Exactness is required. Restate every entry as written.
[Opening Supplied data section]
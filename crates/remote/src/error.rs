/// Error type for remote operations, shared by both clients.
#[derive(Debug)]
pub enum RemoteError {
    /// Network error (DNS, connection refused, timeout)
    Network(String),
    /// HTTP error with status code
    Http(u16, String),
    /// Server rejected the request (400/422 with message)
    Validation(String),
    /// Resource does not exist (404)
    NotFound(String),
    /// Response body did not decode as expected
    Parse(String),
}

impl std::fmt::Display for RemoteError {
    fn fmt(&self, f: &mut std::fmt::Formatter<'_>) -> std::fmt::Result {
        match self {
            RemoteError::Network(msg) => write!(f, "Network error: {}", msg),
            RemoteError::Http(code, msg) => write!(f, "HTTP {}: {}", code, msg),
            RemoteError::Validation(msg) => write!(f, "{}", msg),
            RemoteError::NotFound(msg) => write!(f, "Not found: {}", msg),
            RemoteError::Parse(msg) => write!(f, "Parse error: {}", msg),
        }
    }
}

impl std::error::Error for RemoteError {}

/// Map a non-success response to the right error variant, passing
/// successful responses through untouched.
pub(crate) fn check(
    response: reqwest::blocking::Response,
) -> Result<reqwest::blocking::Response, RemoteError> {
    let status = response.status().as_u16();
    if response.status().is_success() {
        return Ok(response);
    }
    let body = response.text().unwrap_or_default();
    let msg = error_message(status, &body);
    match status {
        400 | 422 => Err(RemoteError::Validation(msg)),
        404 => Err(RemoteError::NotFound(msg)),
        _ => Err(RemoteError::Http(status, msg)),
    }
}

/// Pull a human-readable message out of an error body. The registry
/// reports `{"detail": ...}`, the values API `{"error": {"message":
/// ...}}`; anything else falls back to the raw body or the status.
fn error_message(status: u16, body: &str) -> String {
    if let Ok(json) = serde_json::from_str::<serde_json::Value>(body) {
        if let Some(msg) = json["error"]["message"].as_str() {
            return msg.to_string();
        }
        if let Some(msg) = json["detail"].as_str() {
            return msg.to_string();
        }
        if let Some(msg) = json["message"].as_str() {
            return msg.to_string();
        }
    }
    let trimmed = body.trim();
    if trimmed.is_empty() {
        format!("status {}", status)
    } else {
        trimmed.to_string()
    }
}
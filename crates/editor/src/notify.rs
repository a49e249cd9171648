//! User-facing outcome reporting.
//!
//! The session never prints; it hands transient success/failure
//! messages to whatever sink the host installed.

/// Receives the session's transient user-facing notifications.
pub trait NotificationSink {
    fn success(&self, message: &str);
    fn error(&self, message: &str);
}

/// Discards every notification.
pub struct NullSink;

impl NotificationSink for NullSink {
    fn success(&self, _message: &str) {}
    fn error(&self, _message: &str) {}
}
[Closing Supplied data section]
Task solution:
filename crates/remote/src/error.rs
/// Error type for remote operations, shared by both clients.
#[derive(Debug)]
pub enum RemoteError {
    /// Network error (DNS, connection refused, timeout)
    Network(String),
    /// HTTP error with status code
    Http(u16, String),
    /// Server rejected the request (400/422 with message)
    Validation(String),
    /// Resource does not exist (404)
    NotFound(String),
    /// Response body did not decode as expected
    Parse(String),
}

impl std::fmt::Display for RemoteError {
    fn fmt(&self, f: &mut std::fmt::Formatter<'_>) -> std::fmt::Result {
        match self {
            RemoteError::Network(msg) => write!(f, "Network error: {}", msg),
            RemoteError::Http(code, msg) => write!(f, "HTTP {}: {}", code, msg),
            RemoteError::Validation(msg) => write!(f, "{}", msg),
            RemoteError::NotFound(msg) => write!(f, "Not found: {}", msg),
            RemoteError::Parse(msg) => write!(f, "Parse error: {}", msg),
        }
    }
}

impl std::error::Error for RemoteError {}

/// Map a non-success response to the right error variant, passing
/// successful responses through untouched.
pub(crate) fn check(
    response: reqwest::blocking::Response,
) -> Result<reqwest::blocking::Response, RemoteError> {
    let status = response.status().as_u16();
    if response.status().is_success() {
        return Ok(response);
    }
    let body = response.text().unwrap_or_default();
    let msg = error_message(status, &body);
    match status {
        400 | 422 => Err(RemoteError::Validation(msg)),
        404 => Err(RemoteError::NotFound(msg)),
        _ => Err(RemoteError::Http(status, msg)),
    }
}

/// Pull a human-readable message out of an error body. The registry
/// reports `{"detail": ...}`, the values API `{"error": {"message":
/// ...}}`; anything else falls back to the raw body or the status.
fn error_message(status: u16, body: &str) -> String {
    if let Ok(json) = serde_json::from_str::<serde_json::Value>(body) {
        if let Some(msg) = json["error"]["message"].as_str() {
            return msg.to_string();
        }
        if let Some(msg) = json["detail"].as_str() {
            return msg.to_string();
        }
        if let Some(msg) = json["message"].as_str() {
            return msg.to_string();
        }
    }
    let trimmed = body.trim();
    if trimmed.is_empty() {
        format!("status {}", status)
    } else {
        trimmed.to_string()
    }
}
filename crates/editor/src/notify.rs
repository a49e249cd9171648
//! User-facing outcome reporting.
//!
//! The session never prints; it hands transient success/failure
//! messages to whatever sink the host installed.

/// Receives the session's transient user-facing notifications.
pub trait NotificationSink {
    fn success(&self, message: &str);
    fn error(&self, message: &str);
}

/// Discards every notification.
pub struct NullSink;

impl NotificationSink for NullSink {
    fn success(&self, _message: &str) {}
    fn error(&self, _message: &str) {}
}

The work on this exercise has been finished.